What is relative in any physical theory of “relativity” are the space-time coordinates of events from the perspectives of different observers.
One problem, I think, with the names using ‘Theory of Relativity’ is that they seem to suggest theories about what is relative, rather than (more correctly) about how the coordinates used by different observers need to be related in order to ensure that the laws of physics are invariant (ie NOT relative).
In fact the coordinates that seem most natural to any observers for the purpose of expressing their experience in quantitative terms are always to some extent relative to the observers, so just saying that they are relative without specifying how is not telling us much (though in the new theories there is “more” relativity in the sense that time as well as the spatial coordinates becomes relative).
Our intuitively expected relationship between the coordinates of relatively moving observers allows all observers to use the same time coordinate, and so to agree on which events are simultaneous (ie constitute the same moment in time). It also preserves the form of Newton’s equations of motion for observers moving at constant relative velocity – which, as Galileo noted, has the consequence that observers moving with constant relative velocities cannot, by mechanical experiments, identify any particular one as being stationary. So the question of who is moving can only be answered relative to a particular observer – but this is just one particular instance of the relativity of coordinates.

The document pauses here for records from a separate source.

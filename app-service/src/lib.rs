use std::{error::Error, future::Future, future::IntoFuture, pin::Pin};

use app_state::AppState;
use axum::extract::Request;
use axum::middleware::from_fn_with_state;
use axum::routing::get;
use axum::Router;
use tokio::net::TcpListener;
use tower_http::trace::TraceLayer;
use utils::auth::{optional_identity, require_identity};

pub mod app_state;
pub mod domain;
pub mod errors;
pub mod routes;
pub mod services;
pub mod utils;
pub mod views;

type ServerFuture = Pin<Box<dyn Future<Output = Result<(), std::io::Error>> + Send>>;

pub fn app_router(app_state: AppState) -> Router {
    let home = Router::new()
        .route("/", get(routes::index).post(routes::index))
        .route_layer(from_fn_with_state(app_state.clone(), optional_identity));

    let protected = Router::new()
        .route("/protected", get(routes::protected).post(routes::protected))
        .route_layer(from_fn_with_state(app_state.clone(), require_identity));

    Router::new()
        .merge(home)
        .merge(protected)
        // span carries the path only; query strings may hold tokens
        .layer(TraceLayer::new_for_http().make_span_with(|request: &Request| {
            tracing::info_span!(
                "request",
                method = %request.method(),
                path = %request.uri().path(),
            )
        }))
        .with_state(app_state)
}

pub struct Application {
    http_future: ServerFuture,
    pub address: String,
}

impl Application {
    pub async fn build(app_state: AppState, address: &str) -> Result<Self, Box<dyn Error>> {
        let router = app_router(app_state);

        let listener = TcpListener::bind(address).await?;
        let address = format!("http://{}", listener.local_addr()?);
        let http_future = axum::serve(listener, router).into_future();

        Ok(Self {
            http_future: Box::pin(http_future),
            address,
        })
    }

    pub async fn run(self) -> Result<(), std::io::Error> {
        log::info!("app service listening on {}", &self.address);
        self.http_future.await
    }
}
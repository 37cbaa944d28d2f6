use once_cell::sync::Lazy;
use regex::Regex;

static EMAIL_RE: Lazy<Regex> = Lazy::new(|| {
    Regex::new(r"(?xi) ^[A-Z0-9._%+-]+@[A-Z0-9-]+(?:\.[A-Z0-9-]+)*\.[A-Z]{2,}$")
        .expect("email pattern compiles")
});

pub fn is_valid_email(email: &str) -> bool {
    EMAIL_RE.is_match(email)
}
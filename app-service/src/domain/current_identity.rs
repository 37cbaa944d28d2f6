use auth_contract::IdentityClaims;

/// Request extension for pages that work with or without a verified caller.
#[derive(Debug, Clone, Default)]
pub struct CurrentIdentity(pub Option<IdentityClaims>);
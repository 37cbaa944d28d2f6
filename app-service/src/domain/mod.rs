pub mod current_identity;

pub use current_identity::*;
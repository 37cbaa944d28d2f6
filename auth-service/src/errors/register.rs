use auth_contract::MessageBody;
use axum::{http::StatusCode, response::IntoResponse, Json};
use thiserror::Error;

#[derive(Error, Debug)]
pub enum RegisterError {
    #[error("Missing username, email or password")]
    MissingFields,

    #[error("Invalid email address")]
    InvalidEmail,

    #[error("Email already exists")]
    DuplicateIdentity,

    #[error("Something went wrong, please try again later.")]
    InternalServerError,
}

impl IntoResponse for RegisterError {
    fn into_response(self) -> axum::response::Response {
        let status = match self {
            RegisterError::MissingFields => StatusCode::BAD_REQUEST,
            RegisterError::InvalidEmail => StatusCode::BAD_REQUEST,
            RegisterError::DuplicateIdentity => StatusCode::BAD_REQUEST,
            RegisterError::InternalServerError => StatusCode::INTERNAL_SERVER_ERROR,
        };

        (status, Json(MessageBody::new(self.to_string()))).into_response()
    }
}
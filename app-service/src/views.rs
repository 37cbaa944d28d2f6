use auth_contract::{escape_html as escape, IdentityClaims};

fn page(title: &str, body: &str) -> String {
    format!(
        r#"<!DOCTYPE html>
<html lang="en">
<head><meta charset="UTF-8"><title>{}</title></head>
<body>
{}
</body>
</html>
"#,
        escape(title),
        body
    )
}

fn identity_details(claims: &IdentityClaims) -> String {
    format!(
        "<p>Signed in as <strong>{}</strong> ({})</p>",
        escape(&claims.username),
        escape(&claims.email)
    )
}

pub fn home(identity: Option<&IdentityClaims>, auth_service_url: &str) -> String {
    let body = match identity {
        Some(claims) => format!("<h1>App service</h1>\n{}", identity_details(claims)),
        None => format!(
            "<h1>App service</h1>\n<p>You are not signed in. <a href=\"{}/login\">Log in</a></p>",
            escape(auth_service_url.trim_end_matches('/'))
        ),
    };
    page("App service", &body)
}

pub fn protected(claims: &IdentityClaims) -> String {
    let body = format!(
        "<h1>Protected</h1>\n{}\n<p>User id: {}</p>",
        identity_details(claims),
        claims.user_id
    );
    page("Protected", &body)
}
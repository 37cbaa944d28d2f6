use auth_contract::{escape_html as escape, IdentityClaims};

fn page(title: &str, body: &str) -> String {
    format!(
        r#"<!DOCTYPE html>
<html lang="en">
<head><meta charset="UTF-8"><title>{}</title></head>
<body>
{}
</body>
</html>
"#,
        escape(title),
        body
    )
}

fn protected_link(app_service_url: &str, token: &str) -> String {
    format!(
        "<a href=\"{}/protected?token={}\">Open the app service</a>",
        escape(app_service_url.trim_end_matches('/')),
        escape(token)
    )
}

pub fn home(identity: Option<(&IdentityClaims, &str)>, app_service_url: &str) -> String {
    let body = match identity {
        Some((claims, token)) => format!(
            "<h1>Welcome, {}</h1>\n<p>{}</p>\n<p>{}</p>",
            escape(&claims.username),
            escape(&claims.email),
            protected_link(app_service_url, token)
        ),
        None => concat!(
            "<h1>Welcome</h1>\n",
            r#"<p><a href="/login">Log in</a> or <a href="/register">register</a>.</p>"#
        )
        .to_owned(),
    };
    page("Home", &body)
}

pub fn register_form() -> String {
    page(
        "Register",
        r#"<h1>Register</h1>
<form method="post" action="/register">
<input name="username" placeholder="Username">
<input name="email" type="email" placeholder="Email">
<input name="password" type="password" placeholder="Password">
<button type="submit">Register</button>
</form>"#,
    )
}

pub fn login_form() -> String {
    page(
        "Login",
        r#"<h1>Login</h1>
<form method="post" action="/login">
<input name="email" type="email" placeholder="Email">
<input name="password" type="password" placeholder="Password">
<button type="submit">Log in</button>
</form>"#,
    )
}

pub fn user(claims: &IdentityClaims, token: &str, app_service_url: &str) -> String {
    let body = format!(
        "<h1>{}</h1>\n<p>{}</p>\n<p>{}</p>",
        escape(&claims.username),
        escape(&claims.email),
        protected_link(app_service_url, token)
    );
    page("User", &body)
}
use serde::{Deserialize, Serialize};

#[derive(Deserialize, Serialize, Debug, Default)]
pub struct VerifyTokenRequestBody {
    #[serde(default)]
    pub token: Option<String>,
}

impl VerifyTokenRequestBody {
    pub fn new(token: impl Into<String>) -> Self {
        Self {
            token: Some(token.into()),
        }
    }
}
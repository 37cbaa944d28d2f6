use axum::extract::State;
use axum::response::{Html, Redirect};
use axum::Form;

use crate::app_state::AppState;
use crate::domain::{Email, LoginRequestBody, Password};
use crate::errors::LoginError;
use crate::services::AuthService;
use crate::views;

pub async fn login_page() -> Html<String> {
    Html(views::login_form())
}

pub async fn login(
    State(state): State<AppState>,
    Form(request): Form<LoginRequestBody>,
) -> Result<Redirect, LoginError> {
    let (email, password) = match (request.email, request.password) {
        (Some(e), Some(p)) if !e.trim().is_empty() && !p.is_empty() => (e, p),
        _ => return Err(LoginError::MissingFields),
    };
    // a malformed address can't match any record
    let email = Email::parse(email).or(Err(LoginError::InvalidCredentials))?;
    let password = Password::parse(password).or(Err(LoginError::MissingFields))?;

    let token = AuthService::login(&state, &email, &password).await?;

    // JWTs are URL-safe, so the token goes into the query string as is.
    Ok(Redirect::to(&format!("/user?token={}", token.as_ref())))
}
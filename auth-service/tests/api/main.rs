mod helpers;
mod verify_token;
/// Escapes text for use in HTML element content and quoted attributes.
pub fn escape_html(value: &str) -> String {
    let mut out = String::with_capacity(value.len());
    for c in value.chars() {
        match c {
            '&' => out.push_str("&amp;"),
            '<' => out.push_str("&lt;"),
            '>' => out.push_str("&gt;"),
            '"' => out.push_str("&quot;"),
            '\'' => out.push_str("&#39;"),
            _ => out.push(c),
        }
    }
    out
}
pub(crate) mod index;
pub(crate) mod login;
pub(crate) mod register;
pub(crate) mod user;
pub(crate) mod verify_token;

// re-export items from sub-modules
pub use index::*;
pub use login::*;
pub use register::*;
pub use user::*;
pub use verify_token::*;
use serde::{Deserialize, Serialize};

// Fields are optional so a partially filled form maps to a 400, not an
// extractor rejection.
#[derive(Deserialize, Serialize, Debug, Default)]
pub struct RegisterRequestBody {
    pub username: Option<String>,
    pub email: Option<String>,
    pub password: Option<String>,
}
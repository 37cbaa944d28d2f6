use std::fmt;

use auth_contract::IdentityClaims;

use super::{email::Email, password::PasswordHash};

#[derive(Debug, Clone, Copy, PartialEq, Eq, Hash, PartialOrd, Ord)]
pub struct UserId(i64);

impl UserId {
    pub fn new(id: i64) -> Self {
        UserId(id)
    }

    pub fn value(&self) -> i64 {
        self.0
    }
}

impl fmt::Display for UserId {
    fn fmt(&self, f: &mut fmt::Formatter<'_>) -> fmt::Result {
        write!(f, "{}", self.0)
    }
}

/// A credential record before the store has assigned it an id.
#[derive(Debug, Clone, PartialEq)]
pub struct NewUser {
    pub username: String,
    pub email: Email,
    pub password_hash: PasswordHash,
}

impl NewUser {
    pub fn new(username: String, email: Email, password_hash: PasswordHash) -> Self {
        NewUser {
            username,
            email,
            password_hash,
        }
    }
}

#[derive(Debug, Clone, PartialEq)]
pub struct User {
    pub id: UserId,
    pub username: String,
    pub email: Email,
    pub password_hash: PasswordHash,
}

impl User {
    pub fn from_new(id: UserId, user: NewUser) -> Self {
        User {
            id,
            username: user.username,
            email: user.email,
            password_hash: user.password_hash,
        }
    }

    pub fn claims(&self) -> IdentityClaims {
        IdentityClaims {
            user_id: self.id.value(),
            username: self.username.clone(),
            email: self.email.as_ref().to_owned(),
        }
    }
}
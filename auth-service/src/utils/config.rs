use std::env;

use dotenvy::dotenv;
use thiserror::Error;

use super::consts::{
    env as keys, DEFAULT_APP_SERVICE_URL, DEFAULT_AUTH_SERVICE_ADDR, DEFAULT_TOKEN_TTL_SECONDS,
};

/// Process-wide settings, read once at startup.
///
/// Holds the signing secret, so there is no `Debug` impl.
#[derive(Clone)]
pub struct Config {
    jwt_secret: String,
    token_ttl_seconds: i64,
    listen_addr: String,
    app_service_url: String,
    seed_demo_user: bool,
}

impl Config {
    /// Defaults for everything but the secret.
    pub fn new(jwt_secret: impl Into<String>) -> Self {
        Self {
            jwt_secret: jwt_secret.into(),
            token_ttl_seconds: DEFAULT_TOKEN_TTL_SECONDS,
            listen_addr: DEFAULT_AUTH_SERVICE_ADDR.to_owned(),
            app_service_url: DEFAULT_APP_SERVICE_URL.to_owned(),
            seed_demo_user: false,
        }
    }

    pub fn with_token_ttl_seconds(mut self, ttl: i64) -> Self {
        self.token_ttl_seconds = ttl;
        self
    }

    pub fn with_app_service_url(mut self, url: impl Into<String>) -> Self {
        self.app_service_url = url.into();
        self
    }

    pub fn jwt_secret(&self) -> &str {
        &self.jwt_secret
    }
    pub fn token_ttl_seconds(&self) -> i64 {
        self.token_ttl_seconds
    }
    pub fn listen_addr(&self) -> &str {
        &self.listen_addr
    }
    pub fn app_service_url(&self) -> &str {
        &self.app_service_url
    }
    pub fn seed_demo_user(&self) -> bool {
        self.seed_demo_user
    }

    pub fn from_env() -> Result<Self, ConfigError> {
        // Load .env in dev; no-op in prod if not present.
        let _ = dotenv();

        let jwt_secret = req_var(keys::JWT_SECRET_ENV_VAR)?;
        if jwt_secret.is_empty() {
            return Err(ConfigError::Invalid(keys::JWT_SECRET_ENV_VAR));
        }

        let token_ttl_seconds = match opt_var(keys::TOKEN_TTL_SECONDS_ENV_VAR) {
            Some(_) => parse_i64(keys::TOKEN_TTL_SECONDS_ENV_VAR)?,
            None => DEFAULT_TOKEN_TTL_SECONDS,
        };
        if token_ttl_seconds <= 0 {
            return Err(ConfigError::Invalid(keys::TOKEN_TTL_SECONDS_ENV_VAR));
        }

        let listen_addr = opt_var(keys::AUTH_SERVICE_ADDR_ENV_VAR)
            .unwrap_or_else(|| DEFAULT_AUTH_SERVICE_ADDR.into());
        let app_service_url = opt_var(keys::APP_SERVICE_URL_ENV_VAR)
            .unwrap_or_else(|| DEFAULT_APP_SERVICE_URL.into());
        let seed_demo_user = parse_flag(keys::SEED_DEMO_USER_ENV_VAR)?;

        Ok(Self {
            jwt_secret,
            token_ttl_seconds,
            listen_addr,
            app_service_url,
            seed_demo_user,
        })
    }
}

#[derive(Error, Debug)]
pub enum ConfigError {
    #[error("missing env var {0}")]
    Missing(&'static str),
    #[error("invalid env var {0}")]
    Invalid(&'static str),
}

fn req_var(key: &'static str) -> Result<String, ConfigError> {
    env::var(key).map_err(|_| ConfigError::Missing(key))
}

fn opt_var(key: &str) -> Option<String> {
    env::var(key).ok()
}

fn parse_i64(key: &'static str) -> Result<i64, ConfigError> {
    let v = req_var(key)?;
    v.trim().parse::<i64>().map_err(|_| ConfigError::Invalid(key))
}

fn parse_flag(key: &'static str) -> Result<bool, ConfigError> {
    match opt_var(key).as_deref().map(str::trim) {
        None | Some("") => Ok(false),
        Some("1") | Some("true") | Some("yes") => Ok(true),
        Some("0") | Some("false") | Some("no") => Ok(false),
        Some(_) => Err(ConfigError::Invalid(key)),
    }
}
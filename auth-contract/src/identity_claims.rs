use serde::{Deserialize, Serialize};

/// Identity attributes returned by a successful token verification.
///
/// Built fresh from the credential store on every verification.
#[derive(Deserialize, Serialize, Debug, Clone, PartialEq, Eq)]
pub struct IdentityClaims {
    pub user_id: i64,
    pub username: String,
    pub email: String,
}
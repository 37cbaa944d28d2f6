use auth_contract::{MessageBody, TokenRejection};
use axum::{http::StatusCode, response::IntoResponse, Json};
use thiserror::Error;

#[derive(Error, Debug, PartialEq)]
pub enum VerifyTokenError {
    #[error(transparent)]
    Rejected(#[from] TokenRejection),

    #[error("Something went wrong, please try again later.")]
    InternalServerError,
}

impl IntoResponse for VerifyTokenError {
    fn into_response(self) -> axum::response::Response {
        let status = match self {
            VerifyTokenError::Rejected(_) => StatusCode::UNAUTHORIZED,
            VerifyTokenError::InternalServerError => StatusCode::INTERNAL_SERVER_ERROR,
        };

        (status, Json(MessageBody::new(self.to_string()))).into_response()
    }
}
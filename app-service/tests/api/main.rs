mod helpers;
mod protected;
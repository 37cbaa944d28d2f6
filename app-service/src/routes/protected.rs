use auth_contract::IdentityClaims;
use axum::http::header::ACCEPT;
use axum::http::HeaderMap;
use axum::response::{Html, IntoResponse, Response};
use axum::{Extension, Json};

use crate::views;

pub async fn protected(
    headers: HeaderMap,
    Extension(claims): Extension<IdentityClaims>,
) -> Response {
    log::info!("Serving protected resource to user {}", claims.user_id);

    if wants_json(&headers) {
        return Json(claims).into_response();
    }
    Html(views::protected(&claims)).into_response()
}

fn wants_json(headers: &HeaderMap) -> bool {
    headers
        .get(ACCEPT)
        .and_then(|v| v.to_str().ok())
        .map(|v| v.contains("application/json"))
        .unwrap_or(false)
}
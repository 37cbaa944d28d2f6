//! Delegated token verification.
//!
//! The relying service never decides on a token itself. Every check is one
//! `POST /verify-token` round-trip to the identity authority, never cached.
//! The configured timeout bounds the whole check, retry included.
use std::time::Duration;

use async_trait::async_trait;
use auth_contract::{token_prefix, IdentityClaims, MessageBody, VerifyTokenRequestBody};
use axum::http::StatusCode;
use reqwest::Client;

use crate::errors::AuthorityError;
use crate::utils::{Config, VERIFY_TOKEN_PATH};

#[async_trait]
pub trait TokenVerifier: Send + Sync {
    async fn verify(&self, token: &str) -> Result<IdentityClaims, AuthorityError>;
}

/// Asks the identity authority over HTTP.
pub struct HttpTokenVerifier {
    client: Client,
    verify_url: String,
    timeout: Duration,
    retry_on_connect: bool,
}

impl HttpTokenVerifier {
    pub fn new(
        auth_service_url: &str,
        timeout: Duration,
        retry_on_connect: bool,
    ) -> Result<Self, reqwest::Error> {
        let client = Client::builder().timeout(timeout).build()?;
        let verify_url = format!(
            "{}{}",
            auth_service_url.trim_end_matches('/'),
            VERIFY_TOKEN_PATH
        );

        Ok(Self {
            client,
            verify_url,
            timeout,
            retry_on_connect,
        })
    }

    pub fn from_config(config: &Config) -> Result<Self, reqwest::Error> {
        Self::new(
            config.auth_service_url(),
            config.verify_timeout(),
            config.retry_on_connect(),
        )
    }

    async fn send(&self, token: &str) -> Result<reqwest::Response, reqwest::Error> {
        self.client
            .post(&self.verify_url)
            .json(&VerifyTokenRequestBody::new(token))
            .send()
            .await
    }

    async fn delegate(&self, token: &str, prefix: &str) -> Result<IdentityClaims, AuthorityError> {
        // only a refused or failed connection is retried, never a timeout
        let response = match self.send(token).await {
            Ok(response) => Ok(response),
            Err(e) if self.retry_on_connect && e.is_connect() => {
                log::warn!("Retrying verification of {}... after: {}", prefix, e);
                self.send(token).await
            }
            Err(e) => Err(e),
        }
        .map_err(|e| {
            log::error!("Verification of {}... failed: {}", prefix, e);
            AuthorityError::VerificationUnavailable
        })?;

        let status = response.status().as_u16();
        if status == StatusCode::OK.as_u16() {
            let claims = response.json::<IdentityClaims>().await.map_err(|e| {
                log::error!("Unreadable verification response for {}...: {}", prefix, e);
                AuthorityError::VerificationUnavailable
            })?;
            log::info!("Token {}... verified for user {}", prefix, claims.user_id);
            return Ok(claims);
        }

        let status =
            StatusCode::from_u16(status).map_err(|_| AuthorityError::VerificationUnavailable)?;
        let message = match response.json::<MessageBody>().await {
            Ok(body) => body.message,
            // not the authority speaking, e.g. a gateway error page
            Err(_) if status.is_server_error() => {
                log::error!("Authority unavailable for {}... ({})", prefix, status);
                return Err(AuthorityError::VerificationUnavailable);
            }
            Err(_) => status
                .canonical_reason()
                .unwrap_or("Unexpected response")
                .to_owned(),
        };

        log::info!("Token {}... rejected ({}): {}", prefix, status, message);
        Err(AuthorityError::Rejected { status, message })
    }
}

#[async_trait]
impl TokenVerifier for HttpTokenVerifier {
    async fn verify(&self, token: &str) -> Result<IdentityClaims, AuthorityError> {
        let prefix = token_prefix(token);

        match tokio::time::timeout(self.timeout, self.delegate(token, &prefix)).await {
            Ok(result) => result,
            Err(_) => {
                log::error!(
                    "Verification of {}... timed out after {:?}",
                    prefix,
                    self.timeout
                );
                Err(AuthorityError::VerificationUnavailable)
            }
        }
    }
}

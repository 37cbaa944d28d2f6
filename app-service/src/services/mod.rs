pub mod token_verifier;

pub use token_verifier::*;
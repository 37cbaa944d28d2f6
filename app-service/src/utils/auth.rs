use auth_contract::extract_token;
use axum::extract::{Request, State};
use axum::http::header::AUTHORIZATION;
use axum::middleware::Next;
use axum::response::Response;

use crate::app_state::AppState;
use crate::domain::CurrentIdentity;
use crate::errors::AuthorityError;

/// Guard for protected operations.
///
/// Hands the caller's token to the identity authority and, on success,
/// stores the returned `IdentityClaims` in the request extensions. The
/// `Authorization` header is removed before the inner handler runs.
pub async fn require_identity(
    State(state): State<AppState>,
    request: Request,
    next: Next,
) -> Result<Response, AuthorityError> {
    let (mut request, token) = extract_token(request).await;

    let Some(token) = token else {
        log::warn!("Token is missing in request to {}", request.uri().path());
        return Err(AuthorityError::MissingToken);
    };
    log::info!("Token from {}: {}...", token.source, token.prefix());

    let claims = state.verifier.verify(&token.value).await?;

    request.headers_mut().remove(AUTHORIZATION);
    request.extensions_mut().insert(claims);

    Ok(next.run(request).await)
}

/// Like `require_identity`, but any failure leaves the caller anonymous.
pub async fn optional_identity(
    State(state): State<AppState>,
    request: Request,
    next: Next,
) -> Response {
    let (mut request, token) = extract_token(request).await;

    let identity = match token {
        Some(token) => match state.verifier.verify(&token.value).await {
            Ok(claims) => Some(claims),
            Err(e) => {
                log::debug!("Ignoring token {}...: {}", token.prefix(), e);
                None
            }
        },
        None => None,
    };

    request.headers_mut().remove(AUTHORIZATION);
    request.extensions_mut().insert(CurrentIdentity(identity));
    next.run(request).await
}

[Sometimes observers moving relative to some larger object such as the Earth might choose to agree on a fixed Origin based on that object rather than on their own positions. But Galileo noted that if they are all moving together inside a moving vessel without any view of the outside, then it makes sense for them to use the vessel itself as their frame of reference – and relative to that, anything outside would appear to be moving in the opposite direction. In the world of Galilean/Newtonian physics there is nothing aside from its greater size which makes us prefer the Earth’s frame to that of the vessel, nor anything besides Earth’s proximity which makes us prefer its frame to that of the Sun. The answer to whether or not anything is or is not actually moving was thus, even in classical mechanics, entirely relative to the observer’s arbitrary choice of a frame of reference; and so that certainly was NOT anything new in Einstein’s theory.]The above noted preservation of form of the equations of motion is perhaps confusingly called both “Galilean invariance” and “Galilean relativity”. The confusion could be avoided by making it clear that the word “relativity” applies to coordinates and “invariance” to the laws of physics. But I think that the practice of using “relativity” for the invariance itself rather than for the coordinate transformations under which it holds was indeed a misnomer which I believe precedes Einstein (though as an aside I must add that it seems surprisingly difficult to find out who was actually the first to do this).
Einstein’s special theory describes how the spacetime coordinates must be related in order for the laws of electromagnetism to have the same form for all inertial (ie unaccelerated) observers in the absence of any gravitational field. It turns out that for this to work, observers in relative motion will not be able to use the same time coordinates, and indeed will have different notions of simultaneity; so in this theory there is indeed something more that is “relative” than in the Galilean theory (but I don’t think that is why the theory got its name).
Einstein’s theory derives the relativity of simultaneity, and the formulas relating spacetime coordinates of different observers, from the principle of invariance of Maxwell’s equations (and so in particular, invariance of the speed of light) from the points of view of all inertial observers. But in my opinion Einstein’s reference to that principle as the “principle of relativity” (as opposed to the “principle of invariance” as suggested for example by Felix Klein) was indeed a misnomer, and apparently even Einstein eventually expressed some agreement with this (but too late to actually change it).
[The special theory of relativity also includes modifications of the laws of mechanics (excluding gravity) which are necessary for them to remain invariant under the same transformations as those which preserve Maxwell’s equations – but this has nothing to do with the name except for the fact that perhaps the thinking was that the “principle” in question was that all physical laws need to be invariant under the same relativity of coordinates.]The general theory goes on beyond the special theory to describe how the coordinates should be related in order to preserve an invariant form for both electromagnetic and gravitational forces under more general conditions (including accelerated observers and gravitational fields). So it’s not that more things are relative in the general theory, but rather that the relativity of the same things is explored under a more general range of conditions.
P.S. It should perhaps be noted that, just as the special theory has no distinguished inertial frame, the general theory does not provide any purely local way to distinguish inertial from accelerated frames as no accelerated observer can distinguish the experience of being accelerated from that of being prevented from falling freely in some “fictitious” gravitational field – which can only be identified as truly fictitious by observing the absence of possible sources (mass-energy distributions) out to an arbitrarily great distance. So there is some sense in which acceleration vs gravitation distinction is not quite absolute in the general theory but I don’t think that this (or the absence of any distinguished inertial frame in the special theory) was ever the reason for our use of the word “relativity”.